An exhaustive audit was one of the first steps. Through manual and automated processes, the team identified all the existing visual options and components, capturing all the variations.

This was used as a baseline upon which the team could consolidate and systematise.

Shared language

A design system establishes a unified vocabulary where PrimaryButton (a component) or green-50 (a variable/token) mean the same thing to designers and engineers.

Technical implementation details (hex codes, spacing values, border-radius) become abstracted into meaningful, easy-to-reference tokens that both teams can access.

This shared terminology eliminates misinterpretations, reducing the need for back-and-forth communication.

Shared ownership

We championed a model where design system ≠ design-team only. Collaborative ownership reduces friction between design and implementation.

Engineers are equal stakeholders in the design system, contributing code patterns, implementation guidelines, accessibility solutions, and ideas.

Outcome

Working with the team, we created a tiered approach to the design system, allowing gradual evolution and implementation, as well as separation of concerns.

Tier 1 — foundations

The baseline of the shared language, these are the foundational and reusable design attributes (design tokens), implemented as variables, both in Figma and in code. Including:

• Colours
• Spacing scale
• Grid & responsive breakpoints
• Typography scale
• Etc.

The design team created and maintained these tokens in both Figma and worked with engineers to implement them in code.

Tier 2 — components

These are the reusable user interface elements, adhering to the foundations:

• Buttons
• Form elements
• Menus & menu items
• Etc.

The designers worked alongside engineers and, wherever possible, have aligned the components with Bootstrap to minimise effort (and friction).
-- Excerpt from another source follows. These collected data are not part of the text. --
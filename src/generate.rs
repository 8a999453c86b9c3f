//! Filling a template from bookmark data.
//!
//! [`Generator`] drives a whole run: template checks, a working copy on
//! disk, the text pass over every matched bookmark, and the HTML chunk pass.
//!
//! # Example
//!
//! ```no_run
//! use docx_bookmarks::{FillOptions, Generator};
//!
//! let data = r#"<data><bookmark name="Title">Hello</bookmark></data>"#;
//! let generator = Generator::with_options(FillOptions::default().with_html_prefix("<html"));
//! let outcome = generator.fill("template.docx", data, "/tmp/work.docx")?;
//! std::fs::write("out.docx", &outcome.bytes)?;
//! # Ok::<(), docx_bookmarks::Error>(())
//! ```

use std::path::{Path, PathBuf};

use tracing::{debug, info};

use crate::alt_chunk::{self, HtmlQueue};
use crate::bookmark::{self, DocumentChecks};
use crate::error::{Error, Result};
use crate::package::Package;
use crate::revisions::{MarkupRevisionDetector, RevisionDetector};
use crate::substitution::SubstitutionMap;
use crate::xml::Names;

/// Settings for a fill run.
#[derive(Debug, Clone, PartialEq, Eq)]
pub struct FillOptions {
    /// Values starting with this are embedded as HTML.
    pub html_prefix: String,
    /// Relationship ids of HTML chunks are this followed by a number.
    pub chunk_id_prefix: String,
}

impl Default for FillOptions {
    fn default() -> Self {
        Self {
            html_prefix: "<html>".to_string(),
            chunk_id_prefix: "AltChunkId".to_string(),
        }
    }
}

impl FillOptions {
    pub fn with_html_prefix(mut self, prefix: impl Into<String>) -> Self {
        self.html_prefix = prefix.into();
        self
    }

    pub fn with_chunk_id_prefix(mut self, prefix: impl Into<String>) -> Self {
        self.chunk_id_prefix = prefix.into();
        self
    }
}

/// Result of a successful fill.
#[derive(Debug, Clone)]
pub struct FillOutcome {
    /// The finished `.docx`.
    pub bytes: Vec<u8>,
    /// Bookmarks whose content was replaced.
    pub substituted: usize,
    /// HTML values embedded as chunks.
    pub html_chunks: usize,
}

/// Working copy of the template that is removed when dropped.
struct TempCopy {
    path: PathBuf,
}

impl TempCopy {
    fn create(template: &Path, path: &Path) -> Result<Self> {
        if path.exists() {
            if std::fs::canonicalize(path)? == std::fs::canonicalize(template)? {
                return Err(Error::WorkingCopyIsTemplate(path.to_path_buf()));
            }
            std::fs::remove_file(path)?;
        }
        std::fs::copy(template, path)?;
        Ok(Self {
            path: path.to_path_buf(),
        })
    }
}

impl Drop for TempCopy {
    fn drop(&mut self) {
        if let Err(e) = std::fs::remove_file(&self.path) {
            debug!(path = %self.path.display(), error = %e, "could not remove working copy");
        }
    }
}

/// Fills bookmark templates.
#[derive(Debug, Clone)]
pub struct Generator<D: RevisionDetector = MarkupRevisionDetector> {
    names: Names,
    options: FillOptions,
    detector: D,
}

impl Default for Generator {
    fn default() -> Self {
        Self::new()
    }
}

impl Generator {
    pub fn new() -> Self {
        Self::with_options(FillOptions::default())
    }

    pub fn with_options(options: FillOptions) -> Self {
        Self {
            names: Names::new(),
            options,
            detector: MarkupRevisionDetector::new(),
        }
    }
}

impl<D: RevisionDetector> Generator<D> {
    /// Swap the tracked-revision detector.
    pub fn with_detector<E: RevisionDetector>(self, detector: E) -> Generator<E> {
        Generator {
            names: self.names,
            options: self.options,
            detector,
        }
    }

    /// Bookmark names of a template, in document order.
    ///
    /// Fails on templates with tracked revisions or without any bookmark.
    pub fn template_bookmarks(&self, package: &Package) -> Result<Vec<String>> {
        if self.detector.has_tracked_revisions(package, &self.names)? {
            return Err(Error::TrackedRevisionsPresent);
        }
        let tree = package.part_xml(&package.main_document_part()?)?;
        let names = bookmark::bookmark_names(&tree, &self.names);
        if names.is_empty() {
            return Err(Error::NoBookmarks);
        }
        Ok(names)
    }

    /// Fill `template` with the values in `bookmark_xml`, working in a copy
    /// at `temp_path`. The copy is deleted before returning.
    pub fn fill(
        &self,
        template: impl AsRef<Path>,
        bookmark_xml: &str,
        temp_path: impl AsRef<Path>,
    ) -> Result<FillOutcome> {
        let template = template.as_ref();
        let template_names = self.template_bookmarks(&Package::open(template)?)?;
        let map = SubstitutionMap::build(&template_names, bookmark_xml)?;
        info!(
            template = %template.display(),
            bookmarks = template_names.len(),
            matched = map.len(),
            "filling template"
        );

        let copy = TempCopy::create(template, temp_path.as_ref())?;
        let (substituted, queue) = self.text_pass(&copy.path, &map)?;

        let html_chunks = if queue.is_empty() {
            0
        } else {
            let mut package = Package::open(&copy.path)?;
            let embedded = alt_chunk::embed_html_chunks(
                &mut package,
                &self.names,
                &queue,
                &self.options.chunk_id_prefix,
            )?;
            package.save(&copy.path)?;
            embedded
        };

        let bytes = std::fs::read(&copy.path)?;
        info!(substituted, html_chunks, size = bytes.len(), "template filled");
        Ok(FillOutcome {
            bytes,
            substituted,
            html_chunks,
        })
    }

    /// Like [`Generator::fill`], returning only the document bytes.
    pub fn generate(
        &self,
        template: impl AsRef<Path>,
        bookmark_xml: &str,
        temp_path: impl AsRef<Path>,
    ) -> Result<Vec<u8>> {
        self.fill(template, bookmark_xml, temp_path)
            .map(|outcome| outcome.bytes)
    }

    /// Substitute every value as text, committing the main part after each.
    fn text_pass(&self, path: &Path, map: &SubstitutionMap) -> Result<(usize, HtmlQueue)> {
        let mut package = Package::open(path)?;
        let main = package.main_document_part()?;
        let checks = DocumentChecks {
            tracked_revisions: self.detector.has_tracked_revisions(&package, &self.names)?,
        };

        let mut queue = HtmlQueue::new();
        let mut substituted = 0;
        for (name, value) in map.iter() {
            if value.starts_with(self.options.html_prefix.as_str()) {
                queue.push(value);
            }
            let tree = package.part_xml(&main)?;
            let tree = bookmark::replace_bookmark_text(&tree, &self.names, &checks, name, value)?;
            package.put_part_xml(&main, &tree)?;
            substituted += 1;
        }

        package.save(path)?;
        Ok((substituted, queue))
    }
}

/// Fill `template` with the values in `bookmark_xml` using default options.
pub fn generate_document(
    template: impl AsRef<Path>,
    bookmark_xml: &str,
    temp_path: impl AsRef<Path>,
) -> Result<Vec<u8>> {
    Generator::new().generate(template, bookmark_xml, temp_path)
}
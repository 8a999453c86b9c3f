//! Replace the content between a marker pair with a placeholder.

use crate::error::{Error, Result};
use crate::xml::{Kind, Names, NodeId, QName, XmlTree};

use super::locate::MarkerPair;

/// Rewrite the shared parent of `pair` in a flattened tree.
///
/// Runs, paragraph markers and tables between the markers are dropped.
/// Everything else in the range (nested bookmarks, proofing marks, comments
/// anchors) stays, after a new placeholder that carries the formatting of
/// the first dropped run. Returns the placeholder.
///
/// `pair` must come from [`locate_pair`](super::locate::locate_pair) on the
/// same tree, so the start precedes the end under `pair.parent`.
pub fn replace_range(flat: &mut XmlTree, names: &Names, pair: &MarkerPair) -> Result<NodeId> {
    let siblings = flat.children(pair.parent).to_vec();
    let position = |marker: NodeId| {
        siblings
            .iter()
            .position(|&c| c == marker)
            .ok_or_else(|| Error::MarkerIntegrity("marker moved before rewrite".to_string()))
    };
    let start_pos = position(pair.start)?;
    let end_pos = position(pair.end)?;
    let range = &siblings[start_pos + 1..end_pos];

    let placeholder = flat.alloc_element(QName::from(names.placeholder), Vec::new());
    let first_run_props = range
        .iter()
        .find(|&&id| flat.kind(id, names) == Kind::Run)
        .and_then(|&run| {
            flat.children(run)
                .iter()
                .copied()
                .find(|&c| flat.kind(c, names) == Kind::RunProps)
        });
    if let Some(props) = first_run_props {
        let copy = flat.duplicate(props);
        flat.append_child(placeholder, copy);
    }

    let mut children = Vec::with_capacity(siblings.len());
    children.extend_from_slice(&siblings[..=start_pos]);
    children.push(placeholder);
    children.extend(range.iter().copied().filter(|&id| {
        !matches!(
            flat.kind(id, names),
            Kind::Paragraph | Kind::Run | Kind::Table
        )
    }));
    children.extend_from_slice(&siblings[end_pos..]);
    flat.set_children(pair.parent, children);

    Ok(placeholder)
}
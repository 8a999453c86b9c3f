//! Bookmark substitution on a document tree.
//!
//! A substitution runs as a pipeline of tree passes:
//!
//! 1. [`locate::validate_target`] checks the document as stored.
//! 2. [`normalize::flatten`] lifts paragraph content so that a bookmark
//!    spanning paragraphs becomes a run of siblings.
//! 3. [`locate::locate_pair`] finds both markers under one parent.
//! 4. [`rewrite::replace_range`] swaps the content for a placeholder.
//! 5. [`normalize::unflatten`] regroups paragraphs.
//! 6. [`resolve::resolve_placeholders`] turns the placeholder into a run.
//! 7. [`repair::wrap_body_runs`] fixes runs left directly in the body.
//!
//! Every pass except the rewrite builds a new tree, so a failure part-way
//! leaves the caller's tree untouched.

pub mod locate;
pub mod normalize;
pub mod repair;
pub mod resolve;
pub mod rewrite;

use tracing::debug;

use crate::error::{Error, Result};
use crate::xml::{Kind, Names, XmlTree};

pub use locate::{DocumentChecks, MarkerPair};

/// Replace the content of bookmark `name` with `text`.
pub fn replace_bookmark_text(
    tree: &XmlTree,
    names: &Names,
    checks: &DocumentChecks,
    name: &str,
    text: &str,
) -> Result<XmlTree> {
    locate::validate_target(tree, names, checks, name)?;

    let mut flat = normalize::flatten(tree, names);
    let pair = locate::locate_pair(&flat, names, name)?;
    rewrite::replace_range(&mut flat, names, &pair)?;

    let grouped = normalize::unflatten(&flat, names);
    let resolved = resolve::resolve_placeholders(&grouped, names, text);
    let repaired = repair::wrap_body_runs(&resolved, names);

    debug!(bookmark = name, chars = text.chars().count(), "replaced bookmark");
    Ok(repaired)
}

/// Names of all bookmarks in document order, duplicates included.
pub fn bookmark_names(tree: &XmlTree, names: &Names) -> Vec<String> {
    tree.descendants(tree.root())
        .filter(|&id| tree.kind(id, names) == Kind::BookmarkStart)
        .filter_map(|id| tree.attr(id, names.name))
        .map(str::to_string)
        .collect()
}

/// Visible text of bookmark `name`.
///
/// Only runs and paragraph boundaries at the bookmark's own level count:
/// runs give their `w:t` text, boundaries give `\n`, and anything else
/// (a table between the markers, say) gives nothing. Bookmarks inside
/// hyperlinks, fields and smart tags are read like any other.
pub fn bookmark_text(tree: &XmlTree, names: &Names, name: &str) -> Result<String> {
    if locate::find_start(tree, names, name).is_none() {
        return Err(Error::MarkerNotFound(name.to_string()));
    }
    let flat = normalize::flatten(tree, names);
    let pair = locate::find_pair(&flat, names, name)?;

    let siblings = flat.children(pair.parent);
    let range = siblings
        .iter()
        .skip_while(|&&id| id != pair.start)
        .skip(1)
        .take_while(|&&id| id != pair.end);

    let mut text = String::new();
    for &node in range {
        match flat.kind(node, names) {
            Kind::Run => {
                for t in flat
                    .descendants(node)
                    .filter(|&id| flat.kind(id, names) == Kind::Text)
                {
                    text.push_str(&flat.text_content(t));
                }
            }
            Kind::Paragraph => text.push('\n'),
            _ => {}
        }
    }
    Ok(text)
}
//! `[Content_Types].xml` editing.

use crate::xml::names::CONTENT_TYPES;
use crate::xml::{Attribute, QName, XName, XmlTree};

pub const PART_NAME: &str = "[Content_Types].xml";

const OVERRIDE: XName = XName::new(CONTENT_TYPES, "", "Override");

/// Declare `content_type` for `part`, replacing an existing override.
pub fn set_override(tree: &mut XmlTree, part: &str, content_type: &str) {
    let part_name = format!("/{}", part.trim_start_matches('/'));
    let root = tree.root();
    let existing: Vec<_> = tree
        .children(root)
        .iter()
        .copied()
        .filter(|&id| {
            tree.name(id).is_some_and(|n| n.is(OVERRIDE))
                && tree
                    .plain_attr(id, "PartName")
                    .is_some_and(|p| p.eq_ignore_ascii_case(&part_name))
        })
        .collect();
    for id in existing {
        tree.detach(id);
    }

    let attrs = vec![
        Attribute::new(QName::local("PartName"), part_name),
        Attribute::new(QName::local("ContentType"), content_type),
    ];
    let element = tree.alloc_element(tree.qname(OVERRIDE), attrs);
    tree.append_child(root, element);
}

/// Content type declared for `part`, by override or by extension default.
pub fn content_type_of(tree: &XmlTree, part: &str) -> Option<String> {
    let part_name = format!("/{}", part.trim_start_matches('/'));
    let root = tree.root();
    let children = tree.children(root);

    let by_override = children.iter().find_map(|&id| {
        let name = tree.name(id)?;
        (name.local == "Override"
            && tree
                .plain_attr(id, "PartName")
                .is_some_and(|p| p.eq_ignore_ascii_case(&part_name)))
        .then(|| tree.plain_attr(id, "ContentType"))
        .flatten()
    });
    if let Some(content_type) = by_override {
        return Some(content_type.to_string());
    }

    let extension = part.rsplit_once('.')?.1;
    children
        .iter()
        .find_map(|&id| {
            let name = tree.name(id)?;
            (name.local == "Default"
                && tree
                    .plain_attr(id, "Extension")
                    .is_some_and(|e| e.eq_ignore_ascii_case(extension)))
            .then(|| tree.plain_attr(id, "ContentType"))
            .flatten()
        })
        .map(str::to_string)
}
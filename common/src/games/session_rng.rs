use rand::rngs::StdRng;
use rand::{Rng, SeedableRng};

/// Source of randomness for move selection and first-player draws.
///
/// Production code uses [`SessionRng`]; tests plug in a scripted source so
/// the chosen cell is known in advance.
pub trait RandomSource {
    /// Returns an index in `0..len`. `len` is never zero.
    fn random_index(&mut self, len: usize) -> usize;
}

pub struct SessionRng {
    rng: StdRng,
    seed: u64,
}

impl SessionRng {
    pub fn new(seed: u64) -> Self {
        Self {
            rng: StdRng::seed_from_u64(seed),
            seed,
        }
    }

    pub fn from_random() -> Self {
        let seed: u64 = rand::rng().random();
        Self::new(seed)
    }

    pub fn seed(&self) -> u64 {
        self.seed
    }
}

impl RandomSource for SessionRng {
    fn random_index(&mut self, len: usize) -> usize {
        self.rng.random_range(0..len)
    }
}

#[cfg(test)]
pub(crate) struct ScriptedRng {
    indices: Vec<usize>,
    next: usize,
}

#[cfg(test)]
impl ScriptedRng {
    pub(crate) fn new(indices: Vec<usize>) -> Self {
        Self { indices, next: 0 }
    }
}

#[cfg(test)]
impl RandomSource for ScriptedRng {
    fn random_index(&mut self, len: usize) -> usize {
        let index = self.indices[self.next % self.indices.len()];
        self.next += 1;
        index % len
    }
}
use super::board::Board;
use super::types::Mark;
use super::win_detector::has_win;

pub type Score = i32;

pub const WIN_SCORE: Score = 1;
pub const LOSS_SCORE: Score = -1;
pub const DRAW_SCORE: Score = 0;

/// Scores a finished (or depth-exhausted) position from the maximizer's side.
/// There is no partial credit for unfinished runs.
pub fn evaluate(board: &Board, maximizer: Mark) -> Score {
    if has_win(board, maximizer) {
        return WIN_SCORE;
    }
    match maximizer.opponent() {
        Some(minimizer) if has_win(board, minimizer) => LOSS_SCORE,
        _ => DRAW_SCORE,
    }
}

/// Score of a decided position, or `None` while play can continue. Each
/// player's lines are scanned once.
pub fn terminal_score(board: &Board, maximizer: Mark) -> Option<Score> {
    match evaluate(board, maximizer) {
        DRAW_SCORE if !board.is_full() => None,
        score => Some(score),
    }
}
use std::io::Write;
use std::sync::OnceLock;
use chrono::Local;

static LOGGER: OnceLock<Logger> = OnceLock::new();

#[derive(Clone, Copy, Debug, PartialEq, Eq)]
pub enum LogTarget {
    Stdout,
    Stderr,
}

pub struct Logger {
    prefix: Option<String>,
    target: LogTarget,
}

impl Logger {
    fn new(prefix: Option<String>, target: LogTarget) -> Self {
        Self { prefix, target }
    }

    fn format(&self, file: &str, line: u32, message: &str) -> String {
        let timestamp = Local::now().format("%Y-%m-%d %H:%M:%S");
        let file_name = file.rsplit(['/', '\\']).next().unwrap_or(file);
        match self.prefix {
            Some(ref prefix) => {
                format!("[{}][{}][{}:{}] {}", timestamp, prefix, file_name, line, message)
            }
            None => format!("[{}][{}:{}] {}", timestamp, file_name, line, message),
        }
    }

    pub fn log(&self, file: &str, line: u32, message: &str) {
        let formatted = self.format(file, line, message);
        // Write failures are ignored.
        let _ = match self.target {
            LogTarget::Stdout => writeln!(std::io::stdout(), "{}", formatted),
            LogTarget::Stderr => writeln!(std::io::stderr(), "{}", formatted),
        };
    }
}

pub fn init_logger(prefix: Option<String>, target: LogTarget) {
    LOGGER.get_or_init(|| Logger::new(prefix, target));
}

/// Messages logged before `init_logger` are discarded; library code logs
/// unconditionally and the binary decides whether anything is printed.
pub fn log(file: &str, line: u32, message: &str) {
    if let Some(logger) = LOGGER.get() {
        logger.log(file, line, message);
    }
}

#[macro_export]
macro_rules! log {
    ($($arg:tt)*) => {
        $crate::logger::log(file!(), line!(), &format!($($arg)*))
    };
}

#[cfg(test)]
mod tests {
    use super::*;

    #[test]
    fn test_format_strips_directories_from_file_name() {
        let logger = Logger::new(None, LogTarget::Stderr);
        let formatted = logger.format("common/src/games/tictactoe/game_state.rs", 42, "hello");
        assert!(formatted.ends_with("[game_state.rs:42] hello"));
    }

    #[test]
    fn test_format_includes_prefix() {
        let logger = Logger::new(Some("Game".to_string()), LogTarget::Stdout);
        let formatted = logger.format("main.rs", 7, "started");
        assert!(formatted.contains("[Game][main.rs:7] started"));
    }
}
To foster a shared language, the components (e.g. button) and their properties (e.g. type: primary) use the same nomenclature, in Figma and in code.

Tier 3 — patterns

These are the defined arrangements of components for a specific, often repeatable, purpose.

• Key navigation (main navigation; footer)
• Form validation
• Upgrade/upsell prompts
• Etc.

The design team documented these patterns with clear usage guidelines, working with engineers to ensure consistent implementation across the product.

Impact

This initiative allowed us to grow the design team’s strategic capabilities. The designers moved from execution-focused work to understanding and contributing to systems thinking, which elevated the team’s impact across the organisation.

Communication between design and engineering has become more efficient. There’s less back-and-forth because we have a shared vocabulary and agreed-upon standards. The design system removes ambiguity — the vast majority of the time, we simply follow the design system decision rather than debating specifics.

The team delivered significant improvements to accessibility across Overleaf. Beyond simply fixing existing issues, the accessible defaults mean that new features are more accessible from the start — the benefits compound as the product evolves. This scales in a way that ad-hoc fixes never could.

Pragmatically, we know that engineers sometimes need to make UI decisions, particularly when the design team is stretched. Providing a framework for these decisions means they can build interfaces that feel consistent and on-brand. This doesn’t replace design work, but it ensures consistency even when designers aren’t directly involved in every decision.

As Overleaf went through a reorganisation as part of Digital Science, this work has taken on broader significance. Our structure is defining the baseline for the Digital Science-wide design system work that is now starting across the organisation.